Boeing Frontiers
May 2003
Volume 02, Issue 01
Top Stories Inside Quick Takes Site Tools
Commercial Airplanes


Boeing's proposed new 7E7 also will be given a name to help convey its unique attributes and performance


7E7What's in a name? Well, that's what Boeing Commercial Airplanes wants to find out, so it's going straight to the people who would know best: the citizens of the world.

Through a special Internet promotion with AOL Time Warner Inc., and The Sunday Times of London, Boeing has invited people around the globe to become more involved than ever in the development of the 7E7, the next all-new Boeing commercial airplane.

The effort, launched May 5, is designed to seek votes for the official airplane name and provide a first look at the exterior concepts under consideration to enhance the airplane's appearance and performance.

"When people see the '7' designation they know they can expect another great Boeing airplane," said Rob Pollack, vice president of Branding for Boeing Commercial Airplanes Marketing. "Numeric identifiers like these are tremendous visual assets for our airplanes, but they don't automatically communicate what's special about the model.

"So, selecting a name we will use in addition to the 7E7 number gives us an opportunity to tell people what's unique about the airplane.
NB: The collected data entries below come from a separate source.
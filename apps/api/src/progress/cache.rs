use std::sync::{Arc, Mutex};
use std::time::{Duration, Instant};

use crate::models::workout::LogTable;

/// Short-lived copy of the Log Store contents, shared by the reporter (reads)
/// and the recorder (invalidation after writes).
pub struct TableCache {
    ttl: Duration,
    slot: Mutex<Option<(Instant, Arc<LogTable>)>>,
}

impl TableCache {
    pub fn new(ttl: Duration) -> Self {
        Self {
            ttl,
            slot: Mutex::new(None),
        }
    }

    /// The cached table, if it is younger than the TTL.
    pub fn get(&self) -> Option<Arc<LogTable>> {
        let mut slot = self.lock();
        match slot.as_ref() {
            Some((stored_at, table)) if stored_at.elapsed() < self.ttl => Some(table.clone()),
            Some(_) => {
                *slot = None;
                None
            }
            None => None,
        }
    }

    pub fn put(&self, table: LogTable) -> Arc<LogTable> {
        let table = Arc::new(table);
        *self.lock() = Some((Instant::now(), table.clone()));
        table
    }

    pub fn invalidate(&self) {
        self.lock().take();
    }

    fn lock(&self) -> std::sync::MutexGuard<'_, Option<(Instant, Arc<LogTable>)>> {
        self.slot.lock().unwrap_or_else(|e| e.into_inner())
    }
}
//! Log Store: the append-only table that is the system of record.
//!
//! `SheetsStore` talks to Google Sheets; `MemoryStore` keeps the same table in
//! process for local runs and tests. Both are carried as `Arc<dyn LogStore>`.

use std::collections::HashMap;

use async_trait::async_trait;
use serde_json::Value;
use thiserror::Error;

pub mod auth;
pub mod memory;
pub mod sheets;
#[cfg(test)]
pub(crate) mod testing;

pub use memory::MemoryStore;
pub use sheets::SheetsStore;

/// Header row, in the fixed left-to-right column order rows are written in.
pub const COLUMNS: [&str; 6] = ["Date", "Exercise", "Weight", "Reps", "Notes", "Muscle Group"];

/// One row keyed by its header cell, as `get_all_records` style reads return it.
pub type Record = HashMap<String, Value>;

#[derive(Debug, Error)]
pub enum StoreError {
    #[error("HTTP error: {0}")]
    Http(#[from] reqwest::Error),

    #[error("API error (status {status}): {message}")]
    Api { status: u16, message: String },

    #[error("Authorization failed: {0}")]
    Auth(String),

    #[error("Spreadsheet not found: {0}")]
    NotFound(String),

    #[error("Log store unavailable: {0}")]
    Unavailable(String),
}

#[async_trait]
pub trait LogStore: Send + Sync {
    /// Appends all rows in one request. Rows follow `COLUMNS` order.
    async fn append_rows(&self, rows: Vec<Vec<Value>>) -> Result<(), StoreError>;

    /// Reads every data row, keyed by the header row.
    async fn read_records(&self) -> Result<Vec<Record>, StoreError>;

    /// Drops any cached credentials or resolved handles so the next call
    /// rebuilds them. Called after a failed write.
    fn reset(&self);
}

/// Canonical form of a header cell: lowercase, spaces and hyphens become underscores.
pub fn normalize_header(header: &str) -> String {
    header
        .trim()
        .chars()
        .map(|c| if c == ' ' || c == '-' { '_' } else { c.to_ascii_lowercase() })
        .collect()
}

/// Looks up a column in a record by its canonical header name.
pub fn field<'a>(record: &'a Record, name: &str) -> Option<&'a Value> {
    let wanted = normalize_header(name);
    record
        .iter()
        .find(|(k, _)| normalize_header(k) == wanted)
        .map(|(_, v)| v)
}

/// Turns a header row plus data rows into header-keyed records.
/// Short rows are padded with empty strings; fully blank rows are dropped.
pub fn records_from_rows(mut rows: Vec<Vec<Value>>) -> Vec<Record> {
    if rows.is_empty() {
        return Vec::new();
    }
    let header: Vec<String> = rows
        .remove(0)
        .into_iter()
        .map(|cell| match cell {
            Value::String(s) => s,
            other => other.to_string(),
        })
        .collect();

    rows.into_iter()
        .filter(|row| row.iter().any(|cell| !is_blank(cell)))
        .map(|mut row| {
            row.resize(header.len(), Value::String(String::new()));
            header
                .iter()
                .zip(row)
                .filter(|(h, _)| !h.trim().is_empty())
                .map(|(h, cell)| (h.clone(), cell))
                .collect()
        })
        .collect()
}

fn is_blank(cell: &Value) -> bool {
    match cell {
        Value::Null => true,
        Value::String(s) => s.trim().is_empty(),
        _ => false,
    }
}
We want people from all over the world to be part of the team that tells that story."

Anyone who visits the promotion Web site can vote for any of four candidate names: Dreamliner, eLiner, Global Cruiser and Stratoclimber. A team led by Boeing Commercial Airplanes Marketing cultivated a variety of internal and external sources to generate ideas. An external naming consultant and numerous employees offered several ideas for names that the team thought would best fit the brand Boeing wants to create for the 7E7. The team also reviewed the names for legal and cultural sensitivity considerations before choosing the final four.

Kids can vote, too!

Boeing is also promoting the "Name Your Airplane" voting and sweepstakes to some of today's youngest fliers: schoolchildren across the United States. On May 5, more than 2 million youngsters in grades 4 to 6 will receive a special eight-page TIME For Kids supplement titled "New Dream Takes Wing." The magazine describes the history and concepts of flight and provides information on entering the sweepstakes. About 88,000 teachers will receive a guide and foldout poster to help them explain the contents of the supplement to their students. Students need their parents' permission to enter the naming sweepstakes.

Boeing estimates that a million or more people might participate in the voting, which is all done online. An exception to the electronic-only method will be made for school-children across the United States; they will receive entry forms in a special supplement of TIME for Kids magazine. Ballots can be cast at the promotion site (, which is accessible directly or through AOL (keyword Boeing), between May 5 and June 3. The promotion site also provides a chance to join the World Design Team, a group of people from around the globe eager to share in the excitement of creating the passenger-friendly airplane of the future. Boeing will send these people regular updates on the progress of the new airplane and will ask for their inputs to improve the passenger experience.

People who visit the promotion Web site also will be able to enter a sweepstakes to win a two-hour "trip" flying a Boeing 737-700 full-motion flight simulator, complete with flight instructor. Citizens of five additional countries (China, France, Germany, Japan and the United Kingdom) may also elect to participate in an electronic sweepstakes separate from the one conducted in the United States. People in all other countries are not eligible to participate in the sweepstakes, but they may still go online to vote for their favorite new name. The grand prize is the same for all sweepstakes winners in each participating country. A feature on the winners will appear in the July issue of Boeing Frontiers.

Sweepstakes regulations prohibit Boeing employees and their immediate families from participating in the public sweepstakes, so Boeing has created a separate sweepstakes just for them on a special site (

Only Boeing employees who reside in the United States at the time of the sweepstakes are eligible. The top prize in this sweepstakes is also a two-hour ride in a Boeing 737 simulator.

"We are looking at our new airplane as an opportunity to change the way we do business," Pollack said. "This means more than the way we interact with airlines. It means that we are going to engage the world in this effort. This is just the first step. You can expect to see a whole new approach to how we tell the world about the airplane and encourage participation and feedback in the work we are doing."